Transparency International: World is facing ‘crisis in democracy’
February 18, 2019
For the first time since 2011, the U.S. has fallen out of the top 20 countries on anti-corruption group Transparency International’s latest Corruption Perception Index. With a score of 71, it sits between France, which scored 72, and the United Arab Emirates, which scored 70.
The lowest-scoring countries out of the 180 that the CPI covered were North Korea, Yemen, South Sudan, Syria and Somalia, which received a score of 10. The highest-scoring countries were Switzerland, Sweden, Singapore, Finland, New Zealand and Denmark, which received a score of 88.
The average score was 43.
The CPI, which has been conducted yearly by the Berlin-based watchdog group since 1995, does not precisely quantify public sector corruption — Transparency says on its website that “there is no indicator which measures objective national levels of corruption directly and exhaustively.” It also doesn’t take into account illicit financial flows, money laundering, tax fraud or private sector corruption.
Instead, it relies on 13 external datasets from sources that survey experts and business leaders around the world, but which use different scales, like the World Bank, Freedom House and African Development Bank.

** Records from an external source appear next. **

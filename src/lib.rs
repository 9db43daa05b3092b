//! Meta-Analysis Rust Implementation
//!
//! Evidence synthesis over a cleaned table of per-study clinical measurements
//! (intervention vs. control arms).
//!
//! Pipeline layout:
//! - `data`: Loading and cleaning the input table with Polars
//! - `metrics/`: Hedges' g effect sizes and fixed-effect pooling
//! - `grouping`: Outcome grouping and validity filtering
//! - `report/`: Text report blocks, forest plots and JSON summary
//! - `analyzer`: Run orchestration
//!
//! Execution is single-threaded and sequential. Only a missing or unreadable
//! input table aborts a run; every other failure is confined to its outcome.

pub mod analyzer;
pub mod config;
pub mod data;
pub mod error;
pub mod grouping;
pub mod metrics;
pub mod report;
pub mod utils;

// Re-export commonly used types
pub use analyzer::{AnalysisSummary, MetaAnalyzer};
pub use config::{AnalysisConfig, ZeroVariancePolicy};
pub use data::{StudyData, StudyRecord};
pub use error::DataUnavailable;
pub use grouping::{group_by_outcome, OutcomeGroup, OutcomeStatus};
pub use metrics::{calculate_hedges_g, pool_fixed_effect, EffectSize, PooledEstimate};
pub use utils::ReportWriter;
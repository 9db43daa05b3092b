//! Metric modules for the meta-analysis
//!
//! - `hedges_g`: Per-study standardized mean difference with small-sample correction
//! - `fixed_effect`: Inverse-variance pooling across the studies of one outcome

pub mod fixed_effect;
pub mod hedges_g;

// Re-export metric functions
pub use fixed_effect::{confidence_interval, pool_fixed_effect, PooledEstimate, Z_95};
pub use hedges_g::{
    attach_effect_sizes, calculate_hedges_g, effect_for_record, hedges_j, pooled_sd, EffectSize,
};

The CPI standardizes these scores, converts them to a scale from zero to 100 and averages the scores for each country.
According to Transparency, stronger democracies correlate with less corruption; full democracies scored an average of 75 on the CPI while autocratic regimes had an average score of 30. The group claims the world is facing a “crisis in democracy.”

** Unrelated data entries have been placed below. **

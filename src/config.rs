//! Run Configuration
//!
//! Paths, chart naming and statistical policy for one analysis run.
//! Values come from an optional JSON file and are then overridden by CLI flags.

use anyhow::{Context, Result};
use clap::ValueEnum;
use serde::{Deserialize, Serialize};
use std::fs;
use std::path::{Path, PathBuf};

/// Default input table written by the extraction stage
pub const DEFAULT_INPUT: &str = "_extracted_datapoints.csv";

/// Default text report
pub const DEFAULT_REPORT: &str = "_meta_analysis_output.txt";

/// Default chart filename prefix
pub const DEFAULT_CHART_PREFIX: &str = "_meta_analysis";

/// Handling of rows whose pooled standard deviation is exactly zero
#[derive(Debug, Clone, Copy, PartialEq, Eq, Default, Serialize, Deserialize, ValueEnum)]
#[serde(rename_all = "snake_case")]
pub enum ZeroVariancePolicy {
    /// g = 0 with se_g = 0 (zero effect, zero uncertainty)
    #[default]
    ZeroEffect,
    /// g and se_g are undefined (NaN); the row is reported as excluded
    Exclude,
}

impl ZeroVariancePolicy {
    pub fn as_str(self) -> &'static str {
        match self {
            Self::ZeroEffect => "zero_effect",
            Self::Exclude => "exclude",
        }
    }
}

/// Configuration for a single meta-analysis run
#[derive(Debug, Clone, PartialEq, Serialize, Deserialize)]
#[serde(default)]
pub struct AnalysisConfig {
    /// Input table (CSV, or Parquet when the extension is `.parquet`)
    pub input_path: PathBuf,

    /// Text report path
    pub report_path: PathBuf,

    /// Directory that receives the forest plots
    pub output_dir: PathBuf,

    /// Chart filenames are `<prefix>_forest_<outcome>.svg`
    pub chart_prefix: String,

    pub zero_variance: ZeroVariancePolicy,

    /// Append to an existing report instead of truncating it
    pub append_report: bool,

    /// Mirror every report line to stdout
    pub echo_console: bool,

    /// Write a generation timestamp into the report header
    pub timestamp: bool,

    /// Optional machine-readable summary
    pub summary_json: Option<PathBuf>,
}

impl Default for AnalysisConfig {
    fn default() -> Self {
        Self {
            input_path: PathBuf::from(DEFAULT_INPUT),
            report_path: PathBuf::from(DEFAULT_REPORT),
            output_dir: PathBuf::from("."),
            chart_prefix: DEFAULT_CHART_PREFIX.to_string(),
            zero_variance: ZeroVariancePolicy::default(),
            append_report: false,
            echo_console: true,
            timestamp: true,
            summary_json: None,
        }
    }
}

impl AnalysisConfig {
    /// Load configuration from JSON file
    ///
    /// Missing keys keep their defaults.
    pub fn load(path: &Path) -> Result<Self> {
        let contents = fs::read_to_string(path)
            .with_context(|| format!("Failed to read config file: {:?}", path))?;

        serde_json::from_str(&contents)
            .with_context(|| format!("Failed to parse config JSON: {:?}", path))
    }

    /// Chart path for an outcome
    ///
    /// Derived directly from the outcome name so repeated runs overwrite the
    /// same file, and distinct outcome names never share one.
    pub fn chart_path(&self, outcome_name: &str) -> PathBuf {
        self.output_dir.join(chart_filename(&self.chart_prefix, outcome_name))
    }
}

/// `<prefix>_forest_<outcome_name>.svg`
///
/// `%`, path separators and control characters are percent-encoded, so the
/// chart stays inside `output_dir` and the mapping is one-to-one.
pub fn chart_filename(prefix: &str, outcome_name: &str) -> String {
    let mut safe = String::with_capacity(outcome_name.len());
    for c in outcome_name.chars() {
        if matches!(c, '%' | '/' | '\\') || c.is_control() {
            let mut buf = [0u8; 4];
            for byte in c.encode_utf8(&mut buf).bytes() {
                safe.push_str(&format!("%{:02X}", byte));
            }
        } else {
            safe.push(c);
        }
    }
    format!("{}_forest_{}.svg", prefix, safe)
}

But is that just hyperbole?
“The issue is not a crisis, but a confluence of many crises, of differing orders of magnitude, straining different political, social and economic institutions of democratic societies,” said DePaul law and affiliate history professor Mark Gregory. He pointed to regions like Eastern Europe, where historically democracy was touted “as a sort of panacea for the ex-Soviet Bloc, promising at once freedom and the prosperity for which the people of those nations so yearned.” But when democracy didn’t come right away, or when it resulted in new challenges that countries were unprepared for, like increased immigration in the U.K. from its ex-colonies in the ‘60s, some were able to cope; others suffered strain to their democratic institutions.
In order to stem public sector corruption, the 2018 CPI recommends preserving and strengthening checks and balances, empowering the citizenry, enforcing anti-corruption legislation and protecting press freedoms. In the United States, Transparency cites “nativist populist sentiment, a rise in hate crimes, trenchant political polarisation and the longest government shutdown in US history” among its concerns.

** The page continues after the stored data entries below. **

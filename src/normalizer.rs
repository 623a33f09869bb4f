//! 住所（町丁名）の正規化
//!
//! 人口データ側と境界データ側で表記の揺れる全角数字を漢数字に統一する。
//! 結合は正規化後の完全一致で行うため、ここでの変換が突き合わせの前提になる。

/// 全角数字と漢数字の対応表
const DIGIT_KANJI: &[(char, char)] = &[
    ('１', '一'),
    ('２', '二'),
    ('３', '三'),
    ('４', '四'),
    ('５', '五'),
    ('６', '六'),
    ('７', '七'),
    ('８', '八'),
    ('９', '九'),
];

/// 住所文字列を正規化する
///
/// 全角数字（１〜９）を1文字ずつ漢数字に置換し、前後の空白を除去する。
/// 桁をまたぐ数値変換は行わない（「１２」は「一二」になる）。
/// 町丁の丁目は9を超えないため、この1文字ずつの置換で十分。
pub fn normalize_address(raw: &str) -> String {
    raw.chars()
        .map(|c| {
            DIGIT_KANJI
                .iter()
                .find(|(zenkaku, _)| *zenkaku == c)
                .map(|(_, kanji)| *kanji)
                .unwrap_or(c)
        })
        .collect::<String>()
        .trim()
        .to_string()
}

#[cfg(test)]
mod tests {
    use super::*;

    #[test]
    fn test_normalize_address_digits() {
        assert_eq!(normalize_address("佐須町２丁目"), "佐須町二丁目");
        assert_eq!(normalize_address("上石原３丁目"), "上石原三丁目");
        assert_eq!(normalize_address("９丁目"), "九丁目");
    }

    #[test]
    fn test_normalize_address_digit_wise() {
        // 桁をまたぐ変換はしない（「百二十三」にはならない）
        assert_eq!(normalize_address("１２３"), "一二三");
    }

    #[test]
    fn test_normalize_address_trims_whitespace() {
        assert_eq!(normalize_address("  国領町１丁目　"), "国領町一丁目");
    }

    #[test]
    fn test_normalize_address_idempotent() {
        let once = normalize_address("深大寺北町５丁目 ");
        assert_eq!(normalize_address(&once), once);
    }

    #[test]
    fn test_normalize_address_leaves_other_chars() {
        // 全角ゼロと半角数字は変換対象外
        assert_eq!(normalize_address("０丁目"), "０丁目");
        assert_eq!(normalize_address("1丁目"), "1丁目");
        assert_eq!(normalize_address("調布ケ丘"), "調布ケ丘");
    }
}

Jordan Gans-Morse, a political science professor at Northwestern University who specializes in law and corruption, said experts continue to debate whether the growth of democracy is slowing around the world or whether a genuine backslide is occurring.
Gans-Morse pointed to a recent New York Times article that looked into several high-profile corruption scandals in municipal governments around the U.S., including the extortion charges against Alderman Ed Burke in Chicago. And closer to the top, scandals continue to swirl around President Trump and members of his administration.
“Whatever one may think of Trump, cabinet member after cabinet member [has been] embroiled in scandal — in some way breaking ethical rules or using the office to benefit himself,” he said. “And that’s not unheard of, but it’s unusual to have this many scandals in one administration.”
Julius Hinks, a communications officer with Transparency, said ordinary people, including students, should be concerned about this year’s CPI no matter their political persuasion.
“Ordinary citizens, including many students worldwide, too often stand on the front line against corruption,” he said. “Regarding the index, this year’s CPI reveals that the continued failure of most countries to significantly control corruption is contributing to a crisis in democracy around the world, so students’ chances of studying and then working in a free, democratic country are affected by corruption.”
Gregory, the DePaul professor, said political leaders displaying a lack of patience is the “single greatest indicator” of a crisis in democracy.
“If every tweet is followed by a counter-tweet, if every accusation or YouTube snippet yields instant condemnation which has to be later moderated or withdrawn as facts and context reveal a larger, truer picture, you know you have some issues,” he said. “Of course, when institutions become repressive, then the issues have consequences that transcend individual reaction and become dangerously systemic. That is crisis.”